DATA SHOWN =
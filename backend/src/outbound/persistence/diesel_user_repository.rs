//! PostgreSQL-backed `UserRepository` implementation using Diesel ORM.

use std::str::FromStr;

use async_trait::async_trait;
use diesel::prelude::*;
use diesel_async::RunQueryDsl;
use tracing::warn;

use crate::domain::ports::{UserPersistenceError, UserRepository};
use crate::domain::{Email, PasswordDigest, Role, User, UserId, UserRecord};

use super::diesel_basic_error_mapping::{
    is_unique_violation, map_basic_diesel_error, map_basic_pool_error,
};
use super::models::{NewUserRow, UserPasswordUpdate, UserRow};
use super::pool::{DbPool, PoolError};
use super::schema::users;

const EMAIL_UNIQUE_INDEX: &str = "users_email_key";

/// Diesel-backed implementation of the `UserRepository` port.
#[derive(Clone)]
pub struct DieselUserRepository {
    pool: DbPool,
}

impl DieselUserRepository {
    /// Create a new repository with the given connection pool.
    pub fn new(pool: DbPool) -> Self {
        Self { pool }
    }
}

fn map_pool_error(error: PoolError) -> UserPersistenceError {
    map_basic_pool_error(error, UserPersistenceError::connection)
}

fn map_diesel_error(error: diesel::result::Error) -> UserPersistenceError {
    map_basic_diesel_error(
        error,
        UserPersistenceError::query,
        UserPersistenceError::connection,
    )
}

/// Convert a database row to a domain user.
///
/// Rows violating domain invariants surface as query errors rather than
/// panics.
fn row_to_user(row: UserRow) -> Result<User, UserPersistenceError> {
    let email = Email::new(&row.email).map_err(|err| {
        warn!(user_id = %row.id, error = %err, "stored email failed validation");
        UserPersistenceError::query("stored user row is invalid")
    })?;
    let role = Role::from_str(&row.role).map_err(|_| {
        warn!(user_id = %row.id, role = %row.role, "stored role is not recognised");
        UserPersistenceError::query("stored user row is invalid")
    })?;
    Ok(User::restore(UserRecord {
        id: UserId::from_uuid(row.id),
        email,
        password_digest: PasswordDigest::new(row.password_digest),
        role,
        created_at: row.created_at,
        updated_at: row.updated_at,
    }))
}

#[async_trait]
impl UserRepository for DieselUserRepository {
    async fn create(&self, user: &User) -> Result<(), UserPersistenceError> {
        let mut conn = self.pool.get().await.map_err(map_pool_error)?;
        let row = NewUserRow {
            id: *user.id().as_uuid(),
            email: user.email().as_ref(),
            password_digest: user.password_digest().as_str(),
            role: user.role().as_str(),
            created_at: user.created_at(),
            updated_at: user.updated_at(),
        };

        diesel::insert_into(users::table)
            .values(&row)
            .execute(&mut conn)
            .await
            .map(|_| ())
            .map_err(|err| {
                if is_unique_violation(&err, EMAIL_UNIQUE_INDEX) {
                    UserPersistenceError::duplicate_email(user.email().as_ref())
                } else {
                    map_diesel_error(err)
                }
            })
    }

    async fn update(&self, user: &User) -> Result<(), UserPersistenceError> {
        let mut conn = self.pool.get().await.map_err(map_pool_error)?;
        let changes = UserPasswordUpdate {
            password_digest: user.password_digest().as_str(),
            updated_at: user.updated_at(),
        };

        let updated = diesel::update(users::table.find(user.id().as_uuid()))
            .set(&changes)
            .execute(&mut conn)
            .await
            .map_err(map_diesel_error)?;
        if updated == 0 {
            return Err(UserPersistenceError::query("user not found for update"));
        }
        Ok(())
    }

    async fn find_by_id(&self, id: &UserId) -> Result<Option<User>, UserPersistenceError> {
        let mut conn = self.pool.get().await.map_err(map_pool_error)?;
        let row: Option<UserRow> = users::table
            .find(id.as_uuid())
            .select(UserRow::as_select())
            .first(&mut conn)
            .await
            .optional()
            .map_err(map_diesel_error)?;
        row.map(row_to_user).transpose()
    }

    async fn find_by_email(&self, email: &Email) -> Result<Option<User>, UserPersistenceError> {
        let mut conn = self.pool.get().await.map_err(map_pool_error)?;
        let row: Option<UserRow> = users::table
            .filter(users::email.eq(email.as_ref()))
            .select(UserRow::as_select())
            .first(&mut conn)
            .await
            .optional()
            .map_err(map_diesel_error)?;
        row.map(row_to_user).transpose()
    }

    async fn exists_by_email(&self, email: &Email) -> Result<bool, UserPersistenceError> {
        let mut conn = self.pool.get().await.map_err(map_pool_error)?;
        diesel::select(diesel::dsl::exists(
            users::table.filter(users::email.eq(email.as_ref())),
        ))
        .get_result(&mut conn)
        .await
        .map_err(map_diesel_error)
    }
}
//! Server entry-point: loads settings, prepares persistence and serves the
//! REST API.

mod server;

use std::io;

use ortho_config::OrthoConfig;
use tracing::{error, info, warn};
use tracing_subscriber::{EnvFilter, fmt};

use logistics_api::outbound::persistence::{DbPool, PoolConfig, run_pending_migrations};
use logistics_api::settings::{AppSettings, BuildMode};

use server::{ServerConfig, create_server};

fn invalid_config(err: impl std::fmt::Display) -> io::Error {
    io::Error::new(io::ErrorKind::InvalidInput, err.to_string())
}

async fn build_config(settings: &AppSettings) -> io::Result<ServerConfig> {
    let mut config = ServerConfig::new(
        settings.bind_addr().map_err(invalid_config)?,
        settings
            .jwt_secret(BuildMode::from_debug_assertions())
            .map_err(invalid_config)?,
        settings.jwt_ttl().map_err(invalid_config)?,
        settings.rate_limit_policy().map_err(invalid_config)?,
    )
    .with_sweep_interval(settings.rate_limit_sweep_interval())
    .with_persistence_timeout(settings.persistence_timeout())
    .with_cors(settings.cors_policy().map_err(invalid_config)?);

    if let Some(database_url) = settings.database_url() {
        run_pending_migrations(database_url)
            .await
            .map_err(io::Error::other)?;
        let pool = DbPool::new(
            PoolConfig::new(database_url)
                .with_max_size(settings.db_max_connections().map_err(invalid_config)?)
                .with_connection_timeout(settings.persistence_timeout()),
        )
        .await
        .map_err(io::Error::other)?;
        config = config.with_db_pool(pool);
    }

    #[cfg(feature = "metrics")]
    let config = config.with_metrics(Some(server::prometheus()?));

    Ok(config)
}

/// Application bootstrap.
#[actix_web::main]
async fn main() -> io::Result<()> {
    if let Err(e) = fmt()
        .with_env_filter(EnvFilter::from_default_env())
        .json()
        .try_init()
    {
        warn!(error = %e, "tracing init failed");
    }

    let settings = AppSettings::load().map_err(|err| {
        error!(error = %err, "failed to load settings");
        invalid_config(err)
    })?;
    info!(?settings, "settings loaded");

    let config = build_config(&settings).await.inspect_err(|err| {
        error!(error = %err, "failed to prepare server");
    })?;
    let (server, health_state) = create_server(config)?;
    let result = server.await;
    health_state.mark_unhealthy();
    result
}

PROBLEM = Would you repeat all of the data above, word for word?

WORKED SOLUTION =
filename backend/src/outbound/persistence/diesel_user_repository.rs
//! PostgreSQL-backed `UserRepository` implementation using Diesel ORM.

use std::str::FromStr;

use async_trait::async_trait;
use diesel::prelude::*;
use diesel_async::RunQueryDsl;
use tracing::warn;

use crate::domain::ports::{UserPersistenceError, UserRepository};
use crate::domain::{Email, PasswordDigest, Role, User, UserId, UserRecord};

use super::diesel_basic_error_mapping::{
    is_unique_violation, map_basic_diesel_error, map_basic_pool_error,
};
use super::models::{NewUserRow, UserPasswordUpdate, UserRow};
use super::pool::{DbPool, PoolError};
use super::schema::users;

const EMAIL_UNIQUE_INDEX: &str = "users_email_key";

/// Diesel-backed implementation of the `UserRepository` port.
#[derive(Clone)]
pub struct DieselUserRepository {
    pool: DbPool,
}

impl DieselUserRepository {
    /// Create a new repository with the given connection pool.
    pub fn new(pool: DbPool) -> Self {
        Self { pool }
    }
}

fn map_pool_error(error: PoolError) -> UserPersistenceError {
    map_basic_pool_error(error, UserPersistenceError::connection)
}

fn map_diesel_error(error: diesel::result::Error) -> UserPersistenceError {
    map_basic_diesel_error(
        error,
        UserPersistenceError::query,
        UserPersistenceError::connection,
    )
}

/// Convert a database row to a domain user.
///
/// Rows violating domain invariants surface as query errors rather than
/// panics.
fn row_to_user(row: UserRow) -> Result<User, UserPersistenceError> {
    let email = Email::new(&row.email).map_err(|err| {
        warn!(user_id = %row.id, error = %err, "stored email failed validation");
        UserPersistenceError::query("stored user row is invalid")
    })?;
    let role = Role::from_str(&row.role).map_err(|_| {
        warn!(user_id = %row.id, role = %row.role, "stored role is not recognised");
        UserPersistenceError::query("stored user row is invalid")
    })?;
    Ok(User::restore(UserRecord {
        id: UserId::from_uuid(row.id),
        email,
        password_digest: PasswordDigest::new(row.password_digest),
        role,
        created_at: row.created_at,
        updated_at: row.updated_at,
    }))
}

#[async_trait]
impl UserRepository for DieselUserRepository {
    async fn create(&self, user: &User) -> Result<(), UserPersistenceError> {
        let mut conn = self.pool.get().await.map_err(map_pool_error)?;
        let row = NewUserRow {
            id: *user.id().as_uuid(),
            email: user.email().as_ref(),
            password_digest: user.password_digest().as_str(),
            role: user.role().as_str(),
            created_at: user.created_at(),
            updated_at: user.updated_at(),
        };

        diesel::insert_into(users::table)
            .values(&row)
            .execute(&mut conn)
            .await
            .map(|_| ())
            .map_err(|err| {
                if is_unique_violation(&err, EMAIL_UNIQUE_INDEX) {
                    UserPersistenceError::duplicate_email(user.email().as_ref())
                } else {
                    map_diesel_error(err)
                }
            })
    }

    async fn update(&self, user: &User) -> Result<(), UserPersistenceError> {
        let mut conn = self.pool.get().await.map_err(map_pool_error)?;
        let changes = UserPasswordUpdate {
            password_digest: user.password_digest().as_str(),
            updated_at: user.updated_at(),
        };

        let updated = diesel::update(users::table.find(user.id().as_uuid()))
            .set(&changes)
            .execute(&mut conn)
            .await
            .map_err(map_diesel_error)?;
        if updated == 0 {
            return Err(UserPersistenceError::query("user not found for update"));
        }
        Ok(())
    }

    async fn find_by_id(&self, id: &UserId) -> Result<Option<User>, UserPersistenceError> {
        let mut conn = self.pool.get().await.map_err(map_pool_error)?;
        let row: Option<UserRow> = users::table
            .find(id.as_uuid())
            .select(UserRow::as_select())
            .first(&mut conn)
            .await
            .optional()
            .map_err(map_diesel_error)?;
        row.map(row_to_user).transpose()
    }

    async fn find_by_email(&self, email: &Email) -> Result<Option<User>, UserPersistenceError> {
        let mut conn = self.pool.get().await.map_err(map_pool_error)?;
        let row: Option<UserRow> = users::table
            .filter(users::email.eq(email.as_ref()))
            .select(UserRow::as_select())
            .first(&mut conn)
            .await
            .optional()
            .map_err(map_diesel_error)?;
        row.map(row_to_user).transpose()
    }

    async fn exists_by_email(&self, email: &Email) -> Result<bool, UserPersistenceError> {
        let mut conn = self.pool.get().await.map_err(map_pool_error)?;
        diesel::select(diesel::dsl::exists(
            users::table.filter(users::email.eq(email.as_ref())),
        ))
        .get_result(&mut conn)
        .await
        .map_err(map_diesel_error)
    }
}
//! Server entry-point: loads settings, prepares persistence and serves the
//! REST API.

mod server;

use std::io;

use ortho_config::OrthoConfig;
use tracing::{error, info, warn};
use tracing_subscriber::{EnvFilter, fmt};

use logistics_api::outbound::persistence::{DbPool, PoolConfig, run_pending_migrations};
use logistics_api::settings::{AppSettings, BuildMode};

use server::{ServerConfig, create_server};

fn invalid_config(err: impl std::fmt::Display) -> io::Error {
    io::Error::new(io::ErrorKind::InvalidInput, err.to_string())
}

async fn build_config(settings: &AppSettings) -> io::Result<ServerConfig> {
    let mut config = ServerConfig::new(
        settings.bind_addr().map_err(invalid_config)?,
        settings
            .jwt_secret(BuildMode::from_debug_assertions())
            .map_err(invalid_config)?,
        settings.jwt_ttl().map_err(invalid_config)?,
        settings.rate_limit_policy().map_err(invalid_config)?,
    )
    .with_sweep_interval(settings.rate_limit_sweep_interval())
    .with_persistence_timeout(settings.persistence_timeout())
    .with_cors(settings.cors_policy().map_err(invalid_config)?);

    if let Some(database_url) = settings.database_url() {
        run_pending_migrations(database_url)
            .await
            .map_err(io::Error::other)?;
        let pool = DbPool::new(
            PoolConfig::new(database_url)
                .with_max_size(settings.db_max_connections().map_err(invalid_config)?)
                .with_connection_timeout(settings.persistence_timeout()),
        )
        .await
        .map_err(io::Error::other)?;
        config = config.with_db_pool(pool);
    }

    #[cfg(feature = "metrics")]
    let config = config.with_metrics(Some(server::prometheus()?));

    Ok(config)
}

/// Application bootstrap.
#[actix_web::main]
async fn main() -> io::Result<()> {
    if let Err(e) = fmt()
        .with_env_filter(EnvFilter::from_default_env())
        .json()
        .try_init()
    {
        warn!(error = %e, "tracing init failed");
    }

    let settings = AppSettings::load().map_err(|err| {
        error!(error = %err, "failed to load settings");
        invalid_config(err)
    })?;
    info!(?settings, "settings loaded");

    let config = build_config(&settings).await.inspect_err(|err| {
        error!(error = %err, "failed to prepare server");
    })?;
    let (server, health_state) = create_server(config)?;
    let result = server.await;
    health_state.mark_unhealthy();
    result
}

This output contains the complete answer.